In this study, we have shown that RORγt+ T cells include both IL-17– and IL-10–producing Foxp3+ T reg cells, which are endowed with proinflammatory and regulatory functions, respectively. In addition, RORγt+ T cells include Tγδ cells producing high levels of IL-17 in an IL-6–independent pathway. The relative frequency of IL-17– or IL-10–producing RORγt+ Tαβ cells is maintained constantly during infection or inflammation, suggesting that a robust mechanism maintains an equilibrium between these two effector arms. However, this equilibrium is perturbed in mice harboring intestinal tumors. IL-6, Foxp3, and CCR6, and to a lesser extent IL-23, are essential regulators of this equilibrium.
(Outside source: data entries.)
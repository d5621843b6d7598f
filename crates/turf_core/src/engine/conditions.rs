//! Defaulted view over the two partial input records.

use crate::models::{
    EnvironmentalConditions, Evenness, MoistureLevel, Precipitation, SurfaceQuality,
    TurfConditions,
};

pub const DEFAULT_TEMPERATURE_C: f64 = 20.0;
pub const DEFAULT_HUMIDITY_PCT: f64 = 50.0;
pub const DEFAULT_WIND_SPEED_KMH: f64 = 0.0;
pub const DEFAULT_RATING: i32 = 5;

/// Every input the rules consume, with defaults filled in.
///
/// Numeric fields fall back to their default when absent, zero or not finite, so an
/// untouched form field (sent as `0`) reads as missing. Out-of-range values are passed
/// through untouched; only the outputs are clamped.
#[derive(Debug, Clone, PartialEq)]
pub struct ResolvedConditions {
    pub temperature_c: f64,
    pub humidity_pct: f64,
    pub wind_speed_kmh: f64,
    pub precipitation: Precipitation,
    pub moisture: MoistureLevel,
    pub surface_quality: SurfaceQuality,
    pub evenness: Option<Evenness>,
    pub ball_speed: i32,
    pub traction: i32,
}

impl ResolvedConditions {
    pub fn resolve(env: &EnvironmentalConditions, turf: &TurfConditions) -> Self {
        Self {
            temperature_c: reading_or(env.temperature, DEFAULT_TEMPERATURE_C),
            humidity_pct: reading_or(env.humidity, DEFAULT_HUMIDITY_PCT),
            wind_speed_kmh: reading_or(env.wind_speed, DEFAULT_WIND_SPEED_KMH),
            precipitation: env.precipitation.unwrap_or_default(),
            moisture: turf.moisture_level.unwrap_or_default(),
            surface_quality: turf.surface_quality.unwrap_or_default(),
            evenness: turf.evenness,
            ball_speed: rating_or_default(turf.ball_speed_rating),
            traction: rating_or_default(turf.traction_rating),
        }
    }

    /// Wet turf or any falling precipitation.
    pub fn is_wet(&self) -> bool {
        self.moisture.is_wet() || self.precipitation.is_falling()
    }
}

impl Default for ResolvedConditions {
    fn default() -> Self {
        Self::resolve(&EnvironmentalConditions::default(), &TurfConditions::default())
    }
}

fn reading_or(value: Option<f64>, default: f64) -> f64 {
    value.filter(|v| v.is_finite() && *v != 0.0).unwrap_or(default)
}

fn rating_or_default(value: Option<i32>) -> i32 {
    value.filter(|v| *v != 0).unwrap_or(DEFAULT_RATING)
}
Ivanov et al. (39) reported that RORγt+ T cells or IL-17–producing cells were only present in the intestinal lamina propria. These authors therefore suggested that the intestinal flora induces the differentiation of RORγt+ IL-17–producing T cells. We show now that although these cells are more abundant in the intestine, sizeable populations of RORγt+ T cells were found in all organs examined, including the LNs, spleen, lung, skin, and bone marrow. This extended distribution of RORγt+ T cells was not due to infection, as specific pathogen-free mice were used in all experiments. This discrepancy might be explained by the sensitivity of the reporter mice that have been used. Ivanov et al. (39) used a knock-in mouse encoding one copy of the Egfp reporter gene inserted into the Rorc(γt) locus (41), whereas we used a transgenic mouse encoding 5–10 copies of a BAC carrying a similar Egfp insertion and therefore induces a brighter reporter expression. The more extended distribution of RORγt+ IL-17–producing T cells, in particular in the LNs and spleen, might better explain the occurrence of Th17-dependent inflammatory disease in the brain or joints of mice enduring experimental autoimmune encephalomyelitis or CIA (2729, 39).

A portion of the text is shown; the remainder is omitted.